▶ AIM OF THE TASK: Copy every line of the following data that includes the string "RateLimiter".

▶ RECORD SET:
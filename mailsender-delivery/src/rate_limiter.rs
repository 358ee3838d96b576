//! Ticket-based admission control for outbound sends
//!
//! The limiter mints one [`Ticket`] every `period / max_per_period` into a
//! bounded pool of capacity `max_per_period`. A worker must take a ticket
//! before each send, so sends can never run ahead of the mint rate for
//! longer than it takes to drain a full pool.
//!
//! # Example
//!
//! ```text
//! period: 5s, max_per_period: 5
//! - a ticket is minted every second
//! - at most 5 tickets wait in the pool
//! - when the pool is full the minting loop waits for a consumer
//! ```

use std::time::{Duration, Instant};

use mailsender_common::{Signal, internal};
use serde::{Deserialize, Serialize};
use tokio::{
    sync::{Mutex, broadcast, mpsc},
    time::MissedTickBehavior,
};

use crate::error::LimiterError;

/// Configuration for the rate limiter
#[derive(Debug, Clone, PartialEq, Eq, Serialize, Deserialize)]
pub struct RateLimitConfig {
    /// Length of the window, in seconds
    ///
    /// Default: 5
    #[serde(default = "default_period_secs")]
    pub period_secs: u64,

    /// Tickets minted per window
    ///
    /// Default: 5
    #[serde(default = "default_max_per_period")]
    pub max_per_period: u32,
}

impl Default for RateLimitConfig {
    fn default() -> Self {
        Self {
            period_secs: default_period_secs(),
            max_per_period: default_max_per_period(),
        }
    }
}

const fn default_period_secs() -> u64 {
    5
}

const fn default_max_per_period() -> u32 {
    5
}

/// Permit to perform one send
#[derive(Debug, Clone, Copy, PartialEq, Eq)]
pub struct Ticket {
    issued_at: Instant,
}

impl Ticket {
    fn now() -> Self {
        Self {
            issued_at: Instant::now(),
        }
    }

    #[must_use]
    pub const fn issued_at(&self) -> Instant {
        self.issued_at
    }
}

#[derive(Debug)]
pub struct RateLimiter {
    interval: Duration,
    capacity: usize,
    minted: mpsc::Sender<Ticket>,
    pool: Mutex<mpsc::Receiver<Ticket>>,
}

impl RateLimiter {
    /// Create a limiter minting `max_per_period` tickets every `period`
    ///
    /// # Errors
    /// If `period` is zero or `max_per_period` is zero
    pub fn new(period: Duration, max_per_period: u32) -> Result<Self, LimiterError> {
        if period.is_zero() {
            return Err(LimiterError::ZeroPeriod);
        }
        if max_per_period == 0 {
            return Err(LimiterError::ZeroMax);
        }

        let interval = period / max_per_period;
        if interval.is_zero() {
            return Err(LimiterError::ZeroPeriod);
        }

        let capacity = max_per_period as usize;
        let (minted, pool) = mpsc::channel(capacity);

        Ok(Self {
            interval,
            capacity,
            minted,
            pool: Mutex::new(pool),
        })
    }

    /// # Errors
    /// If the configuration has a zero period or zero max
    pub fn from_config(config: &RateLimitConfig) -> Result<Self, LimiterError> {
        Self::new(Duration::from_secs(config.period_secs), config.max_per_period)
    }

    /// Time between two minted tickets
    #[must_use]
    pub const fn interval(&self) -> Duration {
        self.interval
    }

    /// Maximum number of unclaimed tickets
    #[must_use]
    pub const fn capacity(&self) -> usize {
        self.capacity
    }

    /// Mint tickets until a shutdown signal arrives
    ///
    /// The first ticket is minted one interval after start. If the pool is
    /// full the loop waits for a consumer; ticks missed meanwhile are not
    /// replayed.
    pub async fn run(&self, mut shutdown: broadcast::Receiver<Signal>) {
        internal!(
            "Rate limiter minting one ticket every {:?} (pool of {})",
            self.interval,
            self.capacity
        );

        let mut ticker = tokio::time::interval(self.interval);
        ticker.set_missed_tick_behavior(MissedTickBehavior::Delay);

        // The first tick completes immediately
        ticker.tick().await;

        loop {
            tokio::select! {
                _ = shutdown.recv() => break,
                _ = ticker.tick() => {}
            }

            let permit = tokio::select! {
                _ = shutdown.recv() => break,
                permit = self.minted.reserve() => permit,
            };

            match permit {
                Ok(permit) => permit.send(Ticket::now()),
                Err(_) => break,
            }
        }

        internal!("Rate limiter stopped");
    }

    /// Wait for the next ticket
    ///
    /// Returns `None` only if the limiter can no longer mint.
    pub async fn take(&self) -> Option<Ticket> {
        self.pool.lock().await.recv().await
    }

    /// Take a ticket if one is immediately available
    pub fn try_take(&self) -> Option<Ticket> {
        self.pool.try_lock().ok()?.try_recv().ok()
    }
}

▶ REPLY TO THE TASK:
pub struct RateLimiter {
impl RateLimiter {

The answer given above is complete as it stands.